Une relecture critique des recherches récentes
Je vais vous présenter un article qui a été publié dans la revue française de sociologie en avril 2002. Il s’agit d’une réflexion qui a été rédigé par François-Xavier Merrien qui est professeur à la faculté des sciences sociales et politiques de Lausanne en Suisse. Cet article retrace brièvement la chronologie historique des recherches sur le thème des états-providence puis, l’auteur nous propose une analyse critique sur trois débats majeurs de la recherche de la dernière décennie : celui qui porte sur la classification des états-providence en différents modèles, celui de l’économie politique internationale des états-providence, et enfin celui concernant les politiques des états-providence. Pour me permettre d’approfondir quelques points assez peu développés par Merrien, je m’appuierai sur l’ouvrage de Gosta Esping-Andersen qui s’intitule « Les trois mondes de l’état-providence ». Mon objectif principal ne sera pas de vous présenter de manière vraiment exhaustive ces trois débats. Ce sera plutôt de définir et de cerner l’objet de recherche de Gosta Esping-Andersen et dénoncer un certain nombre de critiques qui ont montré les limites de sa typologie. Nous verrons également qu’elles ont parfois contribué à faire avancer la connaissance sur les états-providence.
Je commencerai par évoquer succinctement la problématique centrale qui a permis de faire avancer la connaissance dans ce champ de savoir des états-providence. Je développerai ensuite plus longuement l’approche d’Esping-Andersen. Je vous dresserai les limites de cette typologie et les perspectives des nouveaux champs de recherche de la sociologie des états-providence. Je terminerai par une courte présentation des deux autres débats. La finalité de mon travail sera de me nourrir de la réflexion de Merrien pour me fournir quelques pistes pouvant m’aider à élaborer l’objet de ma future recherche en éducation.
C’est autour de la problématique centrale de la recherche des déterminants de l’émergence et de l’expansion relative des états-providence (Flora, 1986) qu’une théorie dominante a vu le jour. Celle-ci a permis de dépasser les approches essentiellement fonctionnalistes des années soixante-dix. Cette théorie visait à démontrer que le niveau de la mobilisation ouvrière et l’accès au pouvoir des partis politiques de gauche (social-démocratie) constituent le déterminant principal de la taille et du caractère plus ou moins distributif des états- providence. Mais c’est avec les recherches d’Esping-Andersen dans l’ouvrage « The three worlds of welfare capitalism » qu’une hypothèse de plusieurs modèles d’états-providence émerge. Il s’inscrit son analyse à la fois dans la tradition de son époque mais en relativisant la thèse à laquelle son nom est attaché en précisant que la forte mobilisation du mouvement ouvrier et socialiste est un facteur déterminant, mais seulement en dernière instance et qu’il ne peut pas à lui seul rendre compte du processus de transformation du capitalisme. Il produit également des réflexions nouvelles avec un renversement de paradigme car il déplore que la plupart des recherches visent à expliquer l’Etat-providence sous l’angle des dépenses sociales et propose de déplacer l’attention vers l’analyse de contenu des états-providence : des programmes ciblés ou universels, les conditions d’éligibilité, les qualités du bénéfice et des services et la manière dont l’emploi et la vie au travail sont intégrés dans l’extension des droits civiques.

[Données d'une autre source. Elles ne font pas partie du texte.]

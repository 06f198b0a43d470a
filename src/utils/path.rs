//! Filesystem path helpers.

use std::path::{Path, PathBuf};

/// Absolute form of `path`.
///
/// Canonicalizes when the path exists (symlinks resolved, so watcher
/// events and the project root agree); otherwise joins with cwd.
pub fn normalize_path(path: &Path) -> PathBuf {
    path.canonicalize().unwrap_or_else(|_| {
        if path.is_absolute() {
            path.to_path_buf()
        } else {
            std::env::current_dir().map_or_else(|_| path.to_path_buf(), |cwd| cwd.join(path))
        }
    })
}

/// Forward-slash string form of a relative path.
pub fn to_slash(path: &Path) -> String {
    path.components()
        .map(|c| c.as_os_str().to_string_lossy())
        .collect::<Vec<_>>()
        .join("/")
}
//! Route admission: the access-control checkpoint for protected views.
//!
//! `admit` is a pure function of session state and the requested path; it
//! performs no I/O and keeps no state of its own. Per navigation attempt
//! the decision moves `Pending -> {Denied, Allowed}` and is re-evaluated
//! fresh on the next attempt.

use super::session::Session;

/// Where denied navigations are redirected.
pub const LOGIN_PATH: &str = "/login";

/// Default destination when no navigation intent is carried.
pub const ROOT_PATH: &str = "/";

/// The path the user attempted before being redirected to login.
///
/// Carried alongside the redirect and consumed exactly once: `resume`
/// takes the intent by value, so a resumed intent cannot be replayed.
#[derive(Debug, Clone, PartialEq, Eq)]
pub struct NavigationIntent {
    path: String,
}

impl NavigationIntent {
    /// Records the originally requested path.
    pub fn new(path: impl Into<String>) -> Self {
        Self { path: path.into() }
    }

    /// The deferred destination, consuming the intent.
    pub fn resume(self) -> String {
        self.path
    }

    /// Resolves an optional intent to a destination, defaulting to the
    /// application root when none was carried.
    pub fn resume_or_root(intent: Option<Self>) -> String {
        intent.map(Self::resume).unwrap_or_else(|| ROOT_PATH.to_string())
    }
}

/// Redirect instruction produced by a denied navigation.
///
/// The redirect replaces the current history entry rather than pushing a
/// new one, so the back button cannot loop into the guarded page.
#[derive(Debug, Clone, PartialEq, Eq)]
pub struct Redirect {
    /// Destination path (the login entry point).
    pub to: String,

    /// The originally requested path, for post-login resume.
    pub intent: NavigationIntent,
}

/// Outcome of admission control for one navigation attempt.
#[derive(Debug, Clone, PartialEq, Eq)]
pub enum RouteDecision {
    /// Session state not yet known: render a neutral placeholder, neither
    /// content nor redirect. Avoids a flash-redirect on page reload.
    Pending,

    /// No identity: redirect to login, carrying the requested path.
    Denied(Redirect),

    /// Identity present: render the requested view unmodified.
    Allowed,
}

impl RouteDecision {
    pub fn is_pending(&self) -> bool {
        matches!(self, RouteDecision::Pending)
    }

    pub fn is_allowed(&self) -> bool {
        matches!(self, RouteDecision::Allowed)
    }

    pub fn is_denied(&self) -> bool {
        matches!(self, RouteDecision::Denied(_))
    }
}

/// Decides admission for `requested_path` given the current session.
pub fn admit(session: &Session, requested_path: &str) -> RouteDecision {
    if session.is_initializing() {
        return RouteDecision::Pending;
    }
    match session.identity() {
        None => RouteDecision::Denied(Redirect {
            to: LOGIN_PATH.to_string(),
            intent: NavigationIntent::new(requested_path),
        }),
        Some(_) => RouteDecision::Allowed,
    }
}

#[cfg(test)]
mod tests {
    use super::*;
    use crate::domain::{Identity, UserId};

    fn resolved_session(identity: Option<Identity>) -> Session {
        let mut session = Session::initializing();
        session.resolve(identity);
        session
    }

    fn test_identity() -> Identity {
        Identity::new(UserId::new("user-123").unwrap(), "ada@example.com")
    }

    #[test]
    fn initializing_session_is_always_pending() {
        let session = Session::initializing();
        assert!(admit(&session, "/profile").is_pending());
        assert!(admit(&session, "/").is_pending());
    }

    #[test]
    fn resolved_absent_identity_is_denied_with_intent() {
        let session = resolved_session(None);
        match admit(&session, "/profile") {
            RouteDecision::Denied(redirect) => {
                assert_eq!(redirect.to, LOGIN_PATH);
                assert_eq!(redirect.intent.resume(), "/profile");
            }
            other => panic!("expected Denied, got {other:?}"),
        }
    }

    #[test]
    fn resolved_present_identity_is_allowed() {
        let session = resolved_session(Some(test_identity()));
        assert!(admit(&session, "/profile").is_allowed());
    }

    #[test]
    fn decision_is_fresh_per_attempt() {
        let mut session = resolved_session(None);
        assert!(admit(&session, "/dashboard").is_denied());

        session.resolve(Some(test_identity()));
        assert!(admit(&session, "/dashboard").is_allowed());
    }

    #[test]
    fn missing_intent_resumes_to_root() {
        assert_eq!(NavigationIntent::resume_or_root(None), ROOT_PATH);
        assert_eq!(
            NavigationIntent::resume_or_root(Some(NavigationIntent::new("/courses/42"))),
            "/courses/42"
        );
    }
}
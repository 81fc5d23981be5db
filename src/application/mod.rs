//! Application services: the session store and the route guard.

mod route_guard;
mod session_store;

pub use route_guard::RouteGuard;
pub use session_store::{SessionListener, SessionStore};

A partir de ce changement paradigmatique, l’auteur examine les différences internationales des états-providence et il se rend compte qu’il existe des arrangements qualitatifs différents entre l’état, le marché et la famille matières de droits sociaux et de stratification de l’état-providence. Il pense « qu’on peut classer les états-providence en forts, moyens ou faibles, en fonction de la possibilité qu’ils offrent légalement aux individus de s’extraire plus ou moins fortement du marché, tout en prenant en compte leurs besoins ». Il met à jour trois indicateurs de différenciation : le degré démarchandisation que les états-providence autorisent, l’impact des états-providence sur la structure de classe, et enfin que les sociétés différent par la place qu’elles accordent à la sphère privée et à la sphère publique dans la fourniture des prestations et des services sociaux.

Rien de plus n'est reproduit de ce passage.